No, I didn’t actually jump out of a plane yesterday (that one’s on my list, and I’ll have to pluck up a lot of courage first.) What I did do was take a 2-hour flight in the co-pilot’s seat of a small airplane owned and operated by my uncle. Something I’ve dreamed of my whole life, like going to Antarctica or riding on an elephant to some forgotten temple ruin in Thailand. I thought it would be exciting, but I was wrong. It was a lot more than just “exciting.” Kind of like the feeling I’d normally get before a first date or prior to riding a big roller coaster, only magnified 50 times.

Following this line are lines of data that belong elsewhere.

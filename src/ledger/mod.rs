//! The ledger: single source of truth for every thread and its history.
//!
//! The ledger is a pure store plus invariant guard. It assigns identities,
//! rejects unknown or cyclic dependencies at insertion time, and keeps
//! completed threads in a read-only set. It holds no scoring or selection
//! logic.
//!
//! # Example
//!
//! ```ignore
//! use threadloom::ledger::{Ledger, NewThread};
//!
//! let mut ledger = Ledger::new();
//! let heist = ledger.add(NewThread::new("Plan the heist", 8))?;
//! let escape = ledger.add(NewThread::new("Escape the city", 6).depends_on([heist]))?;
//! ```

mod draft;
mod graph;

use std::collections::{BTreeMap, BTreeSet, HashMap};

use crate::domain::{HistoryEntry, Thread, ThreadStatus};
use crate::error::{Result, SchedulerError};
use crate::id::ThreadId;

pub use draft::{DependencyRef, NewThread, ThreadDraft};

/// First id handed out by an empty ledger.
const FIRST_ID: u64 = 1;

/// In-memory thread store.
#[derive(Debug, Clone)]
pub struct Ledger {
    /// Working set: everything not yet completed (paused threads included)
    active: BTreeMap<ThreadId, Thread>,
    /// Completed threads, read-only
    completed: BTreeMap<ThreadId, Thread>,
    /// Next id to assign; only ever grows
    next_id: ThreadId,
}

impl Default for Ledger {
    fn default() -> Self {
        Self::new()
    }
}

impl Ledger {
    /// Create an empty ledger.
    pub fn new() -> Self {
        Self {
            active: BTreeMap::new(),
            completed: BTreeMap::new(),
            next_id: ThreadId::new(FIRST_ID),
        }
    }

    /// Rebuild a ledger from persisted records.
    ///
    /// Every record must satisfy its invariants and every dependency must
    /// resolve within the restored set. The id counter resumes after the
    /// highest id seen.
    pub fn restore(threads: impl IntoIterator<Item = Thread>) -> Result<Self> {
        let mut ledger = Self::new();
        for thread in threads {
            thread.check_invariants().map_err(SchedulerError::Storage)?;
            if ledger.contains(thread.id) {
                return Err(SchedulerError::Storage(format!("duplicate thread id {}", thread.id)));
            }
            if thread.id >= ledger.next_id {
                ledger.next_id = thread.id.next();
            }
            if thread.status == ThreadStatus::Completed {
                ledger.completed.insert(thread.id, thread);
            } else {
                ledger.active.insert(thread.id, thread);
            }
        }

        for thread in ledger.active.values().chain(ledger.completed.values()) {
            if let Some(missing) = thread.dependencies.iter().find(|dep| !ledger.contains(**dep)) {
                return Err(SchedulerError::UnknownDependency {
                    dependency: missing.to_string(),
                });
            }
        }
        let roots: Vec<ThreadId> = ledger.active.keys().copied().collect();
        if let Some(cycle) = graph::find_cycle(&roots, |id| ledger.direct_dependencies(id)) {
            return Err(SchedulerError::Cycle {
                path: cycle.iter().map(ToString::to_string).collect(),
            });
        }

        tracing::debug!(
            active = ledger.active.len(),
            completed = ledger.completed.len(),
            next_id = %ledger.next_id,
            "Ledger restored"
        );
        Ok(ledger)
    }

    /// Add a single thread. Returns its new id.
    pub fn add(&mut self, new: NewThread) -> Result<ThreadId> {
        let ids = self.add_batch(vec![new.into()])?;
        Ok(ids[0])
    }

    /// Add a batch of drafts atomically. Ids are returned in draft order.
    pub fn add_batch(&mut self, drafts: Vec<ThreadDraft>) -> Result<Vec<ThreadId>> {
        let prepared = self.prepare(drafts)?;
        let ids = prepared.iter().map(Thread::id).collect();
        self.insert_prepared(prepared);
        Ok(ids)
    }

    /// Validate drafts and build their records without inserting them.
    ///
    /// Fails on duplicate keys, out-of-range importance, self-dependency,
    /// unknown dependencies, or any cycle reachable from the new threads.
    pub(crate) fn prepare(&self, drafts: Vec<ThreadDraft>) -> Result<Vec<Thread>> {
        let mut keys: HashMap<String, ThreadId> = HashMap::new();
        let mut next = self.next_id;
        for draft in &drafts {
            if keys.insert(draft.key.clone(), next).is_some() {
                return Err(SchedulerError::InvalidState(format!(
                    "duplicate draft key in batch: {}",
                    draft.key
                )));
            }
            next = next.next();
        }

        let mut resolved: BTreeMap<ThreadId, BTreeSet<ThreadId>> = BTreeMap::new();
        for draft in &drafts {
            if !(1..=10).contains(&draft.importance) {
                return Err(SchedulerError::InvalidImportance(draft.importance));
            }
            let mut deps = BTreeSet::new();
            for dependency in &draft.dependencies {
                let id = match dependency {
                    DependencyRef::Existing(id) if self.contains(*id) => *id,
                    DependencyRef::Existing(id) => {
                        return Err(SchedulerError::UnknownDependency {
                            dependency: id.to_string(),
                        });
                    }
                    DependencyRef::Draft(key) if *key == draft.key => {
                        return Err(SchedulerError::SelfDependency(key.clone()));
                    }
                    DependencyRef::Draft(key) => {
                        *keys.get(key).ok_or_else(|| SchedulerError::UnknownDependency {
                            dependency: key.clone(),
                        })?
                    }
                };
                deps.insert(id);
            }
            resolved.insert(keys[&draft.key], deps);
        }

        let roots: Vec<ThreadId> = resolved.keys().copied().collect();
        let deps_of = |id: ThreadId| match resolved.get(&id) {
            Some(deps) => deps.iter().copied().collect(),
            None => self.direct_dependencies(id),
        };
        if let Some(cycle) = graph::find_cycle(&roots, deps_of) {
            let labels: HashMap<ThreadId, &str> = keys.iter().map(|(k, id)| (*id, k.as_str())).collect();
            let path = cycle
                .iter()
                .map(|id| labels.get(id).map(|k| k.to_string()).unwrap_or_else(|| id.to_string()))
                .collect();
            return Err(SchedulerError::Cycle { path });
        }

        let threads = drafts
            .into_iter()
            .map(|draft| {
                let id = keys[&draft.key];
                let deps = resolved.remove(&id).unwrap_or_default();
                let ready = deps
                    .iter()
                    .all(|dep| self.status_of(*dep) == Some(ThreadStatus::Completed));
                let status = if ready { ThreadStatus::Active } else { ThreadStatus::Pending };
                Thread::new(
                    id,
                    draft.description,
                    draft.importance,
                    deps,
                    draft.payoff_summary.unwrap_or_default(),
                    status,
                )
            })
            .collect();
        Ok(threads)
    }

    /// Insert records produced by `prepare`.
    pub(crate) fn insert_prepared(&mut self, threads: Vec<Thread>) {
        for thread in threads {
            if thread.id >= self.next_id {
                self.next_id = thread.id.next();
            }
            tracing::debug!(
                id = %thread.id,
                importance = thread.importance,
                status = %thread.status,
                dependencies = thread.dependencies.len(),
                "Thread added"
            );
            self.active.insert(thread.id, thread);
        }
    }

    /// Get a thread by id from either set.
    pub fn get(&self, id: ThreadId) -> Result<&Thread> {
        self.find(id).ok_or(SchedulerError::ThreadNotFound(id))
    }

    /// Look up a thread by id, `None` if unknown.
    pub fn find(&self, id: ThreadId) -> Option<&Thread> {
        self.active.get(&id).or_else(|| self.completed.get(&id))
    }

    /// Whether the ledger has ever stored this id.
    pub fn contains(&self, id: ThreadId) -> bool {
        self.active.contains_key(&id) || self.completed.contains_key(&id)
    }

    /// Status of a thread, `None` if unknown.
    pub fn status_of(&self, id: ThreadId) -> Option<ThreadStatus> {
        self.find(id).map(Thread::status)
    }

    /// All threads in the working set, ascending by id.
    pub fn all_active(&self) -> Vec<&Thread> {
        self.active.values().collect()
    }

    /// All completed threads, ascending by id.
    pub fn all_completed(&self) -> Vec<&Thread> {
        self.completed.values().collect()
    }

    /// Every thread, active then completed.
    pub fn iter(&self) -> impl Iterator<Item = &Thread> {
        self.active.values().chain(self.completed.values())
    }

    pub fn len(&self) -> usize {
        self.active.len() + self.completed.len()
    }

    pub fn is_empty(&self) -> bool {
        self.len() == 0
    }

    /// Id the next inserted thread will receive.
    pub fn next_id(&self) -> ThreadId {
        self.next_id
    }

    /// Append a history record without changing progress.
    ///
    /// The entry's resulting progress is the thread's current progress.
    pub fn append_history(&mut self, id: ThreadId, step: u64, delta: i16, note: impl Into<String>) -> Result<()> {
        if self.completed.contains_key(&id) {
            return Err(SchedulerError::AlreadyCompleted(id));
        }
        let thread = self.active.get_mut(&id).ok_or(SchedulerError::ThreadNotFound(id))?;
        check_step(thread, step)?;
        thread.history.push(HistoryEntry::new(step, delta, thread.progress, note));
        thread.touch();
        Ok(())
    }

    /// Replace an active thread with an updated copy.
    ///
    /// A copy whose status is `Completed` moves to the completed set.
    pub(crate) fn commit(&mut self, thread: Thread) -> Result<()> {
        if !self.active.contains_key(&thread.id) {
            return Err(self.missing_from_active(thread.id));
        }
        if thread.status == ThreadStatus::Completed {
            self.active.remove(&thread.id);
            tracing::info!(id = %thread.id, "Thread completed");
            self.completed.insert(thread.id, thread);
        } else {
            self.active.insert(thread.id, thread);
        }
        Ok(())
    }

    /// Set the status of an active thread.
    pub(crate) fn set_status(&mut self, id: ThreadId, status: ThreadStatus) -> Result<()> {
        if !self.active.contains_key(&id) {
            return Err(self.missing_from_active(id));
        }
        let thread = self.active.get_mut(&id).ok_or(SchedulerError::ThreadNotFound(id))?;
        thread.status = status;
        thread.touch();
        Ok(())
    }

    /// Error for an id that is not in the working set.
    fn missing_from_active(&self, id: ThreadId) -> SchedulerError {
        if self.completed.contains_key(&id) {
            SchedulerError::AlreadyCompleted(id)
        } else {
            SchedulerError::ThreadNotFound(id)
        }
    }

    fn direct_dependencies(&self, id: ThreadId) -> Vec<ThreadId> {
        self.find(id)
            .map(|t| t.dependencies.iter().copied().collect())
            .unwrap_or_default()
    }
}

/// Reject a step that is not strictly after the thread's last history entry.
pub(crate) fn check_step(thread: &Thread, step: u64) -> Result<()> {
    match thread.last_recorded_step() {
        Some(last) if step <= last => Err(SchedulerError::StepOutOfOrder {
            id: thread.id,
            step,
            last,
        }),
        _ => Ok(()),
    }
}
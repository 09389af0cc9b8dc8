//! Step runner: choose, hand off to the collaborator, apply the outcome.

use std::collections::VecDeque;
use std::sync::{Arc, Mutex};

use async_trait::async_trait;

use crate::domain::{Outcome, Thread, ThreadStatus};
use crate::error::Result;
use crate::scheduler::{Choice, Oracle, ThreadScheduler};

/// Failure reported by a collaborator.
#[derive(Debug, Clone, PartialEq, thiserror::Error)]
pub enum CollaboratorError {
    #[error("Collaborator failed: {0}")]
    Failed(String),
}

/// Whatever writes the story for the chosen thread.
#[async_trait]
pub trait Collaborator: Send + Sync {
    /// Produce this step's content for `thread` and report how it moved.
    async fn advance(&self, choice: &Choice, thread: &Thread) -> std::result::Result<Outcome, CollaboratorError>;
}

/// Record of one completed step.
#[derive(Debug, Clone, PartialEq)]
pub struct StepReport {
    pub step: u64,
    pub choice: Choice,
    /// The outcome actually applied
    pub outcome: Outcome,
    /// Status of the chosen thread after the outcome
    pub status: ThreadStatus,
    /// Set when the collaborator failed and a static outcome was applied instead
    pub collaborator_error: Option<String>,
}

/// Drives the scheduler one step at a time.
pub struct StepRunner<C: Collaborator> {
    collaborator: Arc<C>,
    oracle: Option<Arc<dyn Oracle>>,
}

impl<C: Collaborator> StepRunner<C> {
    pub fn new(collaborator: Arc<C>) -> Self {
        Self {
            collaborator,
            oracle: None,
        }
    }

    /// Let `oracle` pick from each step's shortlist.
    pub fn with_oracle(mut self, oracle: Arc<dyn Oracle>) -> Self {
        self.oracle = Some(oracle);
        self
    }

    /// Run a single step.
    ///
    /// A collaborator failure is not fatal: the chosen thread gets a static
    /// outcome so the step still lands in its history.
    pub async fn run_step(&self, scheduler: &mut ThreadScheduler, step: u64) -> Result<StepReport> {
        let k = scheduler.shortlist_size();
        let choice = scheduler.choose(step, k, self.oracle.as_deref()).await?;
        let thread = scheduler.thread(choice.id)?.clone();

        let (outcome, collaborator_error) = match self.collaborator.advance(&choice, &thread).await {
            Ok(outcome) => (outcome, None),
            Err(e) => {
                tracing::warn!(step, id = %choice.id, error = %e, "Collaborator failed, recording static step");
                (Outcome::stay(e.to_string()), Some(e.to_string()))
            }
        };

        let status = scheduler.apply_outcome(choice.id, &outcome, step)?;
        tracing::info!(step, id = %choice.id, direction = %outcome.direction, status = %status, "Step complete");

        Ok(StepReport {
            step,
            choice,
            outcome,
            status,
            collaborator_error,
        })
    }

    /// Run `count` consecutive steps starting at `from`.
    pub async fn run_steps(&self, scheduler: &mut ThreadScheduler, from: u64, count: u64) -> Result<Vec<StepReport>> {
        let mut reports = Vec::new();
        for step in from..from.saturating_add(count) {
            reports.push(self.run_step(scheduler, step).await?);
        }
        Ok(reports)
    }
}

/// Collaborator that replays a fixed list of results.
///
/// Once the script runs out every step is static.
#[derive(Debug, Default)]
pub struct ScriptedCollaborator {
    script: Mutex<VecDeque<std::result::Result<Outcome, CollaboratorError>>>,
}

impl ScriptedCollaborator {
    pub fn new(script: Vec<std::result::Result<Outcome, CollaboratorError>>) -> Self {
        Self {
            script: Mutex::new(script.into()),
        }
    }

    /// Script made only of successful outcomes.
    pub fn from_outcomes(outcomes: impl IntoIterator<Item = Outcome>) -> Self {
        Self::new(outcomes.into_iter().map(Ok).collect())
    }
}

#[async_trait]
impl Collaborator for ScriptedCollaborator {
    async fn advance(&self, _choice: &Choice, _thread: &Thread) -> std::result::Result<Outcome, CollaboratorError> {
        let next = self
            .script
            .lock()
            .map_err(|e| CollaboratorError::Failed(e.to_string()))?
            .pop_front();
        next.unwrap_or_else(|| Ok(Outcome::stay("nothing scripted")))
    }
}

#[cfg(test)]
mod tests {
    use super::*;
    use crate::domain::Direction;
    use crate::ledger::NewThread;
    use crate::scheduler::TopRanked;

    #[tokio::test]
    async fn test_run_step_applies_outcome() {
        let mut scheduler = ThreadScheduler::default();
        let id = scheduler.add_thread(NewThread::new("The duel", 8)).unwrap();

        let runner = StepRunner::new(Arc::new(ScriptedCollaborator::from_outcomes([Outcome::progress(
            20,
            "first blood",
        )])));
        let report = runner.run_step(&mut scheduler, 1).await.unwrap();

        assert_eq!(report.choice.id, id);
        assert_eq!(report.status, ThreadStatus::Active);
        assert!(report.collaborator_error.is_none());
        assert_eq!(scheduler.thread(id).unwrap().progress(), 20);
    }

    #[tokio::test]
    async fn test_collaborator_error_becomes_static() {
        let mut scheduler = ThreadScheduler::default();
        let id = scheduler.add_thread(NewThread::new("The duel", 8)).unwrap();

        let runner = StepRunner::new(Arc::new(ScriptedCollaborator::new(vec![Err(
            CollaboratorError::Failed("model overloaded".to_string()),
        )])));
        let report = runner.run_step(&mut scheduler, 1).await.unwrap();

        assert_eq!(report.outcome.direction, Direction::Static);
        assert!(report.collaborator_error.unwrap().contains("model overloaded"));
        let thread = scheduler.thread(id).unwrap();
        assert_eq!(thread.progress(), 0);
        assert_eq!(thread.history().len(), 1);
    }

    #[tokio::test]
    async fn test_run_steps_until_completion_then_synthesizes() {
        let mut scheduler = ThreadScheduler::default();
        let id = scheduler.add_thread(NewThread::new("Short story", 5)).unwrap();

        let runner = StepRunner::new(Arc::new(ScriptedCollaborator::from_outcomes(
            std::iter::repeat_n(Outcome::progress(30, "push"), 4),
        )))
        .with_oracle(Arc::new(TopRanked));
        let reports = runner.run_steps(&mut scheduler, 1, 5).await.unwrap();

        assert_eq!(reports.len(), 5);
        assert_eq!(reports[3].status, ThreadStatus::Completed);
        assert!(reports[..4].iter().all(|r| r.choice.id == id));

        // Nothing left to work on at step 5
        let last = &reports[4];
        assert!(last.choice.synthesized.is_some());
        assert_eq!(last.outcome.direction, Direction::Static);
        assert_eq!(scheduler.completed_summary().len(), 1);
    }
}
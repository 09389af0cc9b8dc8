//! Step runner module - the choose / write / apply cycle.
//!
//! This module provides:
//! - The `Collaborator` trait for whatever produces each step's content
//! - `StepRunner` for driving a scheduler step by step
//! - `ScriptedCollaborator` for replaying canned outcomes

mod step_runner;

pub use step_runner::{Collaborator, CollaboratorError, ScriptedCollaborator, StepReport, StepRunner};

Let me explain a bit. Those who already know me know that I’m deeply enamored with H.M. Murdock, the A-Team’s resident pilot. But my fascination with all things aeronautical goes waaaay back to when I still had a Snoopy Flying Ace scarf I wore everywhere. It’s either in my blood or something struck me at a tender age. I wanted to fly so badly but wasn’t sure I’d ever get the chance. Even for a 40-minute spin at my local airport, I’d have to part with $100. Flying, unlike skateboarding or popsicle-stick engineering, is not a cheap hobby. So what was a flight-obsessed, eccentric thirtysomething to do?

The home airfield

Enter a kindly intervention in the form of my uncle and his 4-seater Cessna Skyhawk. He was, as my mom explained, happy to take anyone up 4,000 feet over San Diego County who wanted the experience. I didn’t need to be asked twice, and gladly jumped at the chance despite my bad knee. So, yesterday, I headed out to Gillespie Field in the suburb of El Cajon to try my hand at being a co-pilot. I was shaking in the way I used to as a kid when I got an unexpected “B” on my report card. To put it more simply, I was both awed and scared shitless at the same time. The smallest plane I’d boarded anytime before was an American Airlines commuter plane. This one was so much smaller, and, despite its elegant lines and sleek ailerons, seemed tiny by comparison. I knew a fair amount about the science of how planes flew, but, I asked myself, was it really possible for this plane to take me almost a mile above sea level at 120 knots?
The answer, it turns out, was a resounding “Yes.”
Taking off was a lot like being on a typical commercial 737; the main differences are the smaller thrust and the fact that, as a co-pilot, I was wearing a headset and listening to the tower communications. (All that Alpha Mike Foxtrot stuff? Yes, that’s how pilots really talk.) And then, before I knew it, I was “slipping the surly bonds of earth” and soaring over San Diego County.
Albert Einstein was right about the theory of relativity, or the fact that time passes much quicker when one is actually having a great time. I was so busy enjoying the spectacular views that the next two hours felt like mere minutes. There was the city skyline, the stadium, my aunt and uncle’s home which they pointed out to me from the air, the 4,000 foot peaks to the east. Breathtaking wouldn’t begin to cover the views. There’s a very good reason mankind has been attempting to fly for thousands of years. The birds, it turns out, are the lucky ones.
On the loop home, I even received an unexpected bonus: the chance to hold the controls for a few minutes. If I’d been worried/excited before, now I was exhilarated and terrified at once. An airplane, as my uncle explained, is a lot easier to control than a car once it’s airborne. I tried to keep the nose steady, the altimeter calm, the RPM at just the right numbers. And, despite my fears that I’d pass out at the first chance, I did just fine. I even managed to swing the Cessna around in a gentle 360-degree loop and then back towards the airfield. Murdock, if he were real, might have been proud of me.
And then, all too soon, it was over. Back to gravity and hard tarmac and putting the sleek white plane back in its hangar until next time. I know there certainly will be a next time, whether next month or next yearr. I’m hooked. I may never become a licensed pilot, but I know now exactly why I’ve been captivated by flight all these years. Even if I died in a plane crash, in my humble opinion it would beat withering away in a nursing home somewhere, unloved and forgotten. Because, as some anonymous pilot once quipped,Death is just nature’s way of telling you to watch your airspeed.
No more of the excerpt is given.